(RECORDS SHOWN Opens)

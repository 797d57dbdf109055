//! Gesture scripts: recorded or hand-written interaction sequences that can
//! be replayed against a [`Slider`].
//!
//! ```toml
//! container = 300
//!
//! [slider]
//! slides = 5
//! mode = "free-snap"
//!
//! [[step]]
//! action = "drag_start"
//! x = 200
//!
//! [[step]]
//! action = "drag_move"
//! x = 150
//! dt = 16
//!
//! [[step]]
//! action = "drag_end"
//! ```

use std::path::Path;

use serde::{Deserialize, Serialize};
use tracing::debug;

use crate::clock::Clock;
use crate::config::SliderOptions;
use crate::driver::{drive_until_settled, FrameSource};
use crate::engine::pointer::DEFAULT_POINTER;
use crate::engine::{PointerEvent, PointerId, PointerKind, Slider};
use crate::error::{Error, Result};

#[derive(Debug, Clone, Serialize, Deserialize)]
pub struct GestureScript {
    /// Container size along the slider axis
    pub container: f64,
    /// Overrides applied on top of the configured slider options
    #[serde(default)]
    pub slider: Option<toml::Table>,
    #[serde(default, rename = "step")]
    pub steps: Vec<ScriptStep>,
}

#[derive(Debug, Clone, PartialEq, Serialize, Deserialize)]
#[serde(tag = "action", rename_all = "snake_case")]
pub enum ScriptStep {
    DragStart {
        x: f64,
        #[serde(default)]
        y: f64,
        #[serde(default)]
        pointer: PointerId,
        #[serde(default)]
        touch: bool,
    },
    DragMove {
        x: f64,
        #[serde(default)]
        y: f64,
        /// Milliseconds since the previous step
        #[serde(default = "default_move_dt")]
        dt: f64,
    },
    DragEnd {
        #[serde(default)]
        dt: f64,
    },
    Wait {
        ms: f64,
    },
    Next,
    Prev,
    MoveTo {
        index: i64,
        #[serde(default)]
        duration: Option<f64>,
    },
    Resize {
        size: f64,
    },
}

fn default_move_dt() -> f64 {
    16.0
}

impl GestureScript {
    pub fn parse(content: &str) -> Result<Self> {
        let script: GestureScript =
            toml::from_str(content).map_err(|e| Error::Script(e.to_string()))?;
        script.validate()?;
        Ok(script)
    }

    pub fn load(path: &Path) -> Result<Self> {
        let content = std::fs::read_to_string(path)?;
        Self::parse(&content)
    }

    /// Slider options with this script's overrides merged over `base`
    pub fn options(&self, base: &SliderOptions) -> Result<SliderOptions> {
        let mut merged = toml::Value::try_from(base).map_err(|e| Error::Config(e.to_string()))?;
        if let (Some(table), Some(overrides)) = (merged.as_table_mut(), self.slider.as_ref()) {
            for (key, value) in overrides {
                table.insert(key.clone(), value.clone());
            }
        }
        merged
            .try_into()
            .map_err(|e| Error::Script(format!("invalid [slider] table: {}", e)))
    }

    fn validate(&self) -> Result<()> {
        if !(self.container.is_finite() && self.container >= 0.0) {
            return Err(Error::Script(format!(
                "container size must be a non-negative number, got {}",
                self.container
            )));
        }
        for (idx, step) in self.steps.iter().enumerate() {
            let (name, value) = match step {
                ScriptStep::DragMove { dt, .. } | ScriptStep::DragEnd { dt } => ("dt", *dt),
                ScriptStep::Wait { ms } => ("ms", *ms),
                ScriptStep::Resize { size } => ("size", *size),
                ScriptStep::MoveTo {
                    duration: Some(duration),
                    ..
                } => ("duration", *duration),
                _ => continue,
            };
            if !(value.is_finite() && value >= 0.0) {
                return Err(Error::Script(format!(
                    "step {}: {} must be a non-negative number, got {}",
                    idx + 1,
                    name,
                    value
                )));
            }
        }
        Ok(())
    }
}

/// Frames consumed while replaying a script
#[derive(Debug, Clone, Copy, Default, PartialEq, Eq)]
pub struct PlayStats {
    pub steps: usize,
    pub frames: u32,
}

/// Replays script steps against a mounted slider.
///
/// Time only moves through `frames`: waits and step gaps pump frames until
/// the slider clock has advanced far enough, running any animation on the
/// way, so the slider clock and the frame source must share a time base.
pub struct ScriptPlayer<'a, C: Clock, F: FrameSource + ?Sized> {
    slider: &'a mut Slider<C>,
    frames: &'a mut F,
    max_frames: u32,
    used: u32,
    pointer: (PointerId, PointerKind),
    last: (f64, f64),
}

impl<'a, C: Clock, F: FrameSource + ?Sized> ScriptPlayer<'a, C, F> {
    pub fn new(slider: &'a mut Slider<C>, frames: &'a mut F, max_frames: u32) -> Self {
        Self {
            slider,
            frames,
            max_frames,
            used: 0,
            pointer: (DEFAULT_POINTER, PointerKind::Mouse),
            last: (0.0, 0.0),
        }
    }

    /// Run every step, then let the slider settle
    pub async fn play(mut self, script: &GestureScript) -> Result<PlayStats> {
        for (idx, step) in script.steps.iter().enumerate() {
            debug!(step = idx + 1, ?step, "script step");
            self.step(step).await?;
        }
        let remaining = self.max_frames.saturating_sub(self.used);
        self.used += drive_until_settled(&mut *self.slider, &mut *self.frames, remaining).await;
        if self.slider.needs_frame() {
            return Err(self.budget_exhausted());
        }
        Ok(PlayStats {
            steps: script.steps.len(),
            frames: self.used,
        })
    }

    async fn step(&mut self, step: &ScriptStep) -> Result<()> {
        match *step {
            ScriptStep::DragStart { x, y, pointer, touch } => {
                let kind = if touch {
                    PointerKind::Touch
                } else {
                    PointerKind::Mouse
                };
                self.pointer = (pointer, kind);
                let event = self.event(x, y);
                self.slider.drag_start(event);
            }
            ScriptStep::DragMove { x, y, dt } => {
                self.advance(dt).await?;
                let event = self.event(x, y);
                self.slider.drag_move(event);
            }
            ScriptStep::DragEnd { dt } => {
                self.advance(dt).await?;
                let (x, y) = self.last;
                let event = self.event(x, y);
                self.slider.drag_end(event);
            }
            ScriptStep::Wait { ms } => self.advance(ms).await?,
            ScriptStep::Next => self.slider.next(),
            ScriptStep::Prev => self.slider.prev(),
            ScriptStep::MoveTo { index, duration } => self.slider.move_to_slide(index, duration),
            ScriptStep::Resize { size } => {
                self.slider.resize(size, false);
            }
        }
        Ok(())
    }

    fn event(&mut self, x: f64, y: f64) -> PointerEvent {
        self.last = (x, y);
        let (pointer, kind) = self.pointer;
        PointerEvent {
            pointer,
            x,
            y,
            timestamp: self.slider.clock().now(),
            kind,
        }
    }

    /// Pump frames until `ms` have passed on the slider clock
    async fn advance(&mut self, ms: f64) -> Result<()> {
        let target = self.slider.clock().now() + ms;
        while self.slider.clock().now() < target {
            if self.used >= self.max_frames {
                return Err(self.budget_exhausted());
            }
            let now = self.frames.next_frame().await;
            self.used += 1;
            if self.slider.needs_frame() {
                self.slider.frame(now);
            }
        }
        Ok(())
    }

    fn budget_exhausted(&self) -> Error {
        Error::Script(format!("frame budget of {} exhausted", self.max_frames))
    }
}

(RECORDS SHOWN Closes)
(RECORDS SHOWN Opens)

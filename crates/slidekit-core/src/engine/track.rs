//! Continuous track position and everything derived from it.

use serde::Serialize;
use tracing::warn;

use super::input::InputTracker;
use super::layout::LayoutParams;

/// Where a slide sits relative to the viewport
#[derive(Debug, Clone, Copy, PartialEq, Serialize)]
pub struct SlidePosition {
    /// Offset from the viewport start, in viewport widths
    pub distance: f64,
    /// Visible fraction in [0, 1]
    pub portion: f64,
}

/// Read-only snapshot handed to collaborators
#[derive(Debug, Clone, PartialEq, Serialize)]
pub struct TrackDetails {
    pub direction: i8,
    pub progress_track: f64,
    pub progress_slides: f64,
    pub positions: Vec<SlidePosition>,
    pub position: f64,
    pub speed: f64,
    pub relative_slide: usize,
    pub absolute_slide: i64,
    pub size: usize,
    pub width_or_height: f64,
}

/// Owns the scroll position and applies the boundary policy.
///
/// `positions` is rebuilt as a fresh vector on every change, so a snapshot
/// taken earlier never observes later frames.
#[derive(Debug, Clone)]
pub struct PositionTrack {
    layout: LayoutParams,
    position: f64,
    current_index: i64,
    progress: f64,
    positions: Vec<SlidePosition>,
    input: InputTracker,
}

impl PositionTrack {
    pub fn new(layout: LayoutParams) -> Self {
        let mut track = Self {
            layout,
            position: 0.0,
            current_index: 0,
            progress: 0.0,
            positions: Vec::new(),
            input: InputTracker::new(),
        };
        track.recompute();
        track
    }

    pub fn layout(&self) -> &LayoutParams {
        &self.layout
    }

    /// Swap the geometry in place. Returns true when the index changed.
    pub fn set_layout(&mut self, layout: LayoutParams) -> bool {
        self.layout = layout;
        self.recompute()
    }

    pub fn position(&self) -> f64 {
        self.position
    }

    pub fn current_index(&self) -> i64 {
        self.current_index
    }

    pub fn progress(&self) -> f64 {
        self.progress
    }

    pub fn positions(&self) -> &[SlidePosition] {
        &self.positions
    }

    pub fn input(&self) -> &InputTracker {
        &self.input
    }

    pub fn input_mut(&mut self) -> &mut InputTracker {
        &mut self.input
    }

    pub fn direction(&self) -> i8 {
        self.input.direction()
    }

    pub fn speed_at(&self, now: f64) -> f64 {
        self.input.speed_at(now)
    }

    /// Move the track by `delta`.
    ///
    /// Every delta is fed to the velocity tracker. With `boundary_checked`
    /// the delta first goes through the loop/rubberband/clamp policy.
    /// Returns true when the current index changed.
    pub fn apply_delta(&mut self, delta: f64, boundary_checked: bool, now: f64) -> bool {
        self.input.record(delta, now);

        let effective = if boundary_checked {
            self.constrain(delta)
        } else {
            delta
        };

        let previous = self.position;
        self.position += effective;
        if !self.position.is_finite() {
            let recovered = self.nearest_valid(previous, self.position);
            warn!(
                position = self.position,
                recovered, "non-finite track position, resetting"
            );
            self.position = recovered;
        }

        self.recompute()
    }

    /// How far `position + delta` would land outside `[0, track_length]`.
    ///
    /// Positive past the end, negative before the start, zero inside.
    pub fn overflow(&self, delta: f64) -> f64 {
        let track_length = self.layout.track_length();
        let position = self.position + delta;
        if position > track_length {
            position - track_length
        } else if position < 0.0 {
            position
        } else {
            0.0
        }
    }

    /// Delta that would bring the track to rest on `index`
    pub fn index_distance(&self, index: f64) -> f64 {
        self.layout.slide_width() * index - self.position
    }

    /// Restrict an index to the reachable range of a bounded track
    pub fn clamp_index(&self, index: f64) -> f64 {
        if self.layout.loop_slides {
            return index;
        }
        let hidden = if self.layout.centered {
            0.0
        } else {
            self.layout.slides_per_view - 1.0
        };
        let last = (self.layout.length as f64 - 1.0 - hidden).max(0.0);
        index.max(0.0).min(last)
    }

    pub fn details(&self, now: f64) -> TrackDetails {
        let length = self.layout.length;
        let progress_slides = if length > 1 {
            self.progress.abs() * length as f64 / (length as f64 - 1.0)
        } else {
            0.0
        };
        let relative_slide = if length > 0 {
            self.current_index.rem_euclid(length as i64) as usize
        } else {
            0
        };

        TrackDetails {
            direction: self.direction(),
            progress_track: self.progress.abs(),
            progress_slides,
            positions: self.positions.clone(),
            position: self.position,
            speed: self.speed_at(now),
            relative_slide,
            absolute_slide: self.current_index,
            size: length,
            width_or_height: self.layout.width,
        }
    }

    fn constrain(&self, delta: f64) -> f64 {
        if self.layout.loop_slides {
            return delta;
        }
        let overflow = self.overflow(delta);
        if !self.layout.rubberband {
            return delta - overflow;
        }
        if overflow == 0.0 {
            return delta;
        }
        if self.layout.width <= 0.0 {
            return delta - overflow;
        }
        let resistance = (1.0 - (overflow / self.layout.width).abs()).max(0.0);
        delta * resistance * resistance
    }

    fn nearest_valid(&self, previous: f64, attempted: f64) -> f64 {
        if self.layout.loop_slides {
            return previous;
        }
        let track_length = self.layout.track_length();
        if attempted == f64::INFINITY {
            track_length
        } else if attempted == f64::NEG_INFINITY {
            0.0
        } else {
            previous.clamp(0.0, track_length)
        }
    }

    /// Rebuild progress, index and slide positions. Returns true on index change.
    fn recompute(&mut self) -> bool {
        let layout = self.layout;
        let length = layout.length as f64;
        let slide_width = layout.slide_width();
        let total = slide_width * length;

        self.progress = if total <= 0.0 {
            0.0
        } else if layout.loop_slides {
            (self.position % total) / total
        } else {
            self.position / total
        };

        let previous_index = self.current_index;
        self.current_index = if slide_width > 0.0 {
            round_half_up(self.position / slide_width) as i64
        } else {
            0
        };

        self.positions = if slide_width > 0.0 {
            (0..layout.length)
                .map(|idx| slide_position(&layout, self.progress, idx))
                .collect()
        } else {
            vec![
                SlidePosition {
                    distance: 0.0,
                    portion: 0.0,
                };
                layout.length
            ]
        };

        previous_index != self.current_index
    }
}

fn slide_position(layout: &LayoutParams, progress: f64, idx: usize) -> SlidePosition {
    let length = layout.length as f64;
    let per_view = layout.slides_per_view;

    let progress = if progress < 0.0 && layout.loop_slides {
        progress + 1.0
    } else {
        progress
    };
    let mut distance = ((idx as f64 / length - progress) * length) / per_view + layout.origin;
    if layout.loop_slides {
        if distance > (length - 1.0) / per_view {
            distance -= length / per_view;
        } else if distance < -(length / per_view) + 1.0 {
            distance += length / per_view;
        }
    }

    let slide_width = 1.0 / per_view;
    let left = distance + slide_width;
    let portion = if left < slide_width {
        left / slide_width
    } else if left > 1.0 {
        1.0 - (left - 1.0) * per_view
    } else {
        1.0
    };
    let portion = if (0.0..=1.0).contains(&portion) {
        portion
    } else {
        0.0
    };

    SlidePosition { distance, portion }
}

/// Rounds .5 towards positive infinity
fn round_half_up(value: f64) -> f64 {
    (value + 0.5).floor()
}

(RECORDS SHOWN Closes)
(RECORDS SHOWN Opens)

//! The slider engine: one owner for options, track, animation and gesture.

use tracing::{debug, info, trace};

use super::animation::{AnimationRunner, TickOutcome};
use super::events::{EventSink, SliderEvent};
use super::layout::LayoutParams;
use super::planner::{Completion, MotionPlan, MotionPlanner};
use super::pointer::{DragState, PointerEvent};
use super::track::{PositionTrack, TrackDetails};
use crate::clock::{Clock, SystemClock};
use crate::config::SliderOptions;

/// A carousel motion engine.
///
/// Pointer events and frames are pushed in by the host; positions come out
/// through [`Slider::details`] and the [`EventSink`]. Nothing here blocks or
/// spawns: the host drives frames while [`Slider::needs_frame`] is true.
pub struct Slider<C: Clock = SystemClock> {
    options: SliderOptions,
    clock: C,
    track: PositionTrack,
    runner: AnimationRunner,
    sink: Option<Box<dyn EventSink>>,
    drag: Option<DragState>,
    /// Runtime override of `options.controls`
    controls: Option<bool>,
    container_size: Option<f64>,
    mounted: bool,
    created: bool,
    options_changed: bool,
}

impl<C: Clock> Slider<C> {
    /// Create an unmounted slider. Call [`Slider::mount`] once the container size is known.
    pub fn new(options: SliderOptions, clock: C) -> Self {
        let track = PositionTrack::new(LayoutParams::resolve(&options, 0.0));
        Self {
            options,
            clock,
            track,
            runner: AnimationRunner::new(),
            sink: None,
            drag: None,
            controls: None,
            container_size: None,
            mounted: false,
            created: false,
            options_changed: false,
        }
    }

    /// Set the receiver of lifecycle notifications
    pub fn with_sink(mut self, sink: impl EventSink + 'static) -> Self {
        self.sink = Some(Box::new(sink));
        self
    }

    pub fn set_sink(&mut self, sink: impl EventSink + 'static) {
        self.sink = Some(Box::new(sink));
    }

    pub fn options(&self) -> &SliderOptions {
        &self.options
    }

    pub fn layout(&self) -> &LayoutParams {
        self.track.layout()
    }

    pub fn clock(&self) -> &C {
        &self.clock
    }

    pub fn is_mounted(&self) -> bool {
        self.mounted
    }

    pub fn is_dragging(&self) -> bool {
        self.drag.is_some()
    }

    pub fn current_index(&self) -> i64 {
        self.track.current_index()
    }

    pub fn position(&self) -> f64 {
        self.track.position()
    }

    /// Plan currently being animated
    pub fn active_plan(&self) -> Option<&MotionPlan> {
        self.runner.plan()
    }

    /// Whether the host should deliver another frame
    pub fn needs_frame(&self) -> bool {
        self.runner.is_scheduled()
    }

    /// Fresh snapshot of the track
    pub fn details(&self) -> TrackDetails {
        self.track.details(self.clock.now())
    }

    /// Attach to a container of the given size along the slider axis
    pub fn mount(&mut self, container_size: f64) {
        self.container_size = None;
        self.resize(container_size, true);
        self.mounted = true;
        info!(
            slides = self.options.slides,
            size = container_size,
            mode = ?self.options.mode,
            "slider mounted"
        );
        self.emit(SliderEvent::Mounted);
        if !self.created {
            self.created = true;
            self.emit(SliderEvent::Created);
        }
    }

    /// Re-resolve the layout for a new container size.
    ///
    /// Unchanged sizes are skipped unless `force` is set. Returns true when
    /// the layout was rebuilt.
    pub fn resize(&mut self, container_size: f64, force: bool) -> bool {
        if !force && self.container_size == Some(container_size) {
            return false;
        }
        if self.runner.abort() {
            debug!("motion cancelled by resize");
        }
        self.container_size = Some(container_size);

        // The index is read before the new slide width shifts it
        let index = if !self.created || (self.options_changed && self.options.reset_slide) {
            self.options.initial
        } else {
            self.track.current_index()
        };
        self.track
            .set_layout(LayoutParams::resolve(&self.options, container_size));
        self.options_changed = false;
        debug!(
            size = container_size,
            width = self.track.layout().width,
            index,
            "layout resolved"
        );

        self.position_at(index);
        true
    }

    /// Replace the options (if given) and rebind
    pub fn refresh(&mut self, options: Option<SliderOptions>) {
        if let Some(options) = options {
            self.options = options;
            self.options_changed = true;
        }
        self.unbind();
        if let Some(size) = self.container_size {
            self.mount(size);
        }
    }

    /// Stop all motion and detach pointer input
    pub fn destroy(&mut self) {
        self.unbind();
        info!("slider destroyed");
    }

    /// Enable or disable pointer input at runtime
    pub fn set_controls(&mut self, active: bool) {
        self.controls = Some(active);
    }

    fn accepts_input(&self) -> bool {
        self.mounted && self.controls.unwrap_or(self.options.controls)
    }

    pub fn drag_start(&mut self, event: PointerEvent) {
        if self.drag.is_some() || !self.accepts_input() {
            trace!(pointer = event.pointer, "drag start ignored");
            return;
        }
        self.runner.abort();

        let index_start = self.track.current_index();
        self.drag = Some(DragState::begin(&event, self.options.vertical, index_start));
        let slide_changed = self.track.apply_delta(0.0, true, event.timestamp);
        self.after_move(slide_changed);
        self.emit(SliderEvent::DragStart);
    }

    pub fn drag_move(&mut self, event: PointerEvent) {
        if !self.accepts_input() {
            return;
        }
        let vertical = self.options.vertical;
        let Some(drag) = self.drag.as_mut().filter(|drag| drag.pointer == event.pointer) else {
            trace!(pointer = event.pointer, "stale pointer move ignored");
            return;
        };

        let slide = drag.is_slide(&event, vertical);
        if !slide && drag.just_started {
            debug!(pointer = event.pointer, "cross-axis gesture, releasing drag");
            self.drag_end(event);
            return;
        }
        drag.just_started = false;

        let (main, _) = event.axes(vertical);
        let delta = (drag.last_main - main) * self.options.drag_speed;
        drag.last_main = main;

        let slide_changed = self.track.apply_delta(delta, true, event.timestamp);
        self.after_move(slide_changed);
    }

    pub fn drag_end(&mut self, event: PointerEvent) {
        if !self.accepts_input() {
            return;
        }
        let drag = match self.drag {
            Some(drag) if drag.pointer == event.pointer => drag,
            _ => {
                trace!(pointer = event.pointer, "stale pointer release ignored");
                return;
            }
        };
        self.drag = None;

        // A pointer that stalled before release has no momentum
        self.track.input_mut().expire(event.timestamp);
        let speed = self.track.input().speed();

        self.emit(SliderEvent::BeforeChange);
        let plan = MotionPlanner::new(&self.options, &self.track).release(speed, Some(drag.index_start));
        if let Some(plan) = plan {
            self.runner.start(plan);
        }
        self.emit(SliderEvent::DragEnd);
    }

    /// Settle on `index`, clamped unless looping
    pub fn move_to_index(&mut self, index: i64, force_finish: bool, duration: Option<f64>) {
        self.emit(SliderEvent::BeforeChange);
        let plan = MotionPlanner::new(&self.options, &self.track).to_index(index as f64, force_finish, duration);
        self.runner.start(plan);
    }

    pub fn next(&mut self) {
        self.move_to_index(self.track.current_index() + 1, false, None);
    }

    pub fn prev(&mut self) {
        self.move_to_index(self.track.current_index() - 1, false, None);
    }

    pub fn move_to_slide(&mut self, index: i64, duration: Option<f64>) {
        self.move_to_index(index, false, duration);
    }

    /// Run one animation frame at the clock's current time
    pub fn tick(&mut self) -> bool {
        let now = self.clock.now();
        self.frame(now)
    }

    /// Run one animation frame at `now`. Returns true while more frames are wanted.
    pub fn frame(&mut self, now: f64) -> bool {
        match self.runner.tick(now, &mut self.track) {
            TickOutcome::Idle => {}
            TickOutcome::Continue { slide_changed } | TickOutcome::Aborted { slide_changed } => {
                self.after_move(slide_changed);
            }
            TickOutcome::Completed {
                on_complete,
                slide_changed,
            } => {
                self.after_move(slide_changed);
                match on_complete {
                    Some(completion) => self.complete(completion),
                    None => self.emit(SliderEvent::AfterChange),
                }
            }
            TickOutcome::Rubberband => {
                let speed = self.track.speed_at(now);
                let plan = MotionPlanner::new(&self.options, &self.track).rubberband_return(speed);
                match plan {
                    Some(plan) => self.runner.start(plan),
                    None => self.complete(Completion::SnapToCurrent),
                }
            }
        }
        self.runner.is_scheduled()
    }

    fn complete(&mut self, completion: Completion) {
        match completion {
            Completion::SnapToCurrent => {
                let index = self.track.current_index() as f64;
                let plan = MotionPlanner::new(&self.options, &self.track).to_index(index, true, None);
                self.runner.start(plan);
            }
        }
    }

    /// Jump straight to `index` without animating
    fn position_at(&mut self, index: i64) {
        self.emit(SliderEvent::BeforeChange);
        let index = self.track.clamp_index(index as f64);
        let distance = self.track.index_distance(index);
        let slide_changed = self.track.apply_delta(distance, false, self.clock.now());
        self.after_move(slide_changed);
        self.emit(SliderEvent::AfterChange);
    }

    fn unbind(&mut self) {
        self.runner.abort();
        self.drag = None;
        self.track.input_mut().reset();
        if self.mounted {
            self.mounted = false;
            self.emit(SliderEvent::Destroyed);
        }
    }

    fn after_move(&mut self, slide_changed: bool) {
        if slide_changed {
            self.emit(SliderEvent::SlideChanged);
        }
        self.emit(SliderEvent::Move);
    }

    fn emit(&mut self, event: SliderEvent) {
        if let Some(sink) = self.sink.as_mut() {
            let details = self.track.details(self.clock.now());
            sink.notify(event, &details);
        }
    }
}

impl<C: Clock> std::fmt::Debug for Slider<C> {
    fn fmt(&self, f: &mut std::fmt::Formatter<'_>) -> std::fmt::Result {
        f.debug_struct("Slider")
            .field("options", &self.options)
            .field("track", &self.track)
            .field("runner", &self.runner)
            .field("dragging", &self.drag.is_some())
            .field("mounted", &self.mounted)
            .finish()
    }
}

(RECORDS SHOWN Closes)

Among the lines of the data, find every one that holds "usize" and copy it.

_WRITTEN SOLUTION:_
    pub steps: usize,
    pub relative_slide: usize,
    pub size: usize,
            self.current_index.rem_euclid(length as i64) as usize
fn slide_position(layout: &LayoutParams, progress: f64, idx: usize) -> SlidePosition {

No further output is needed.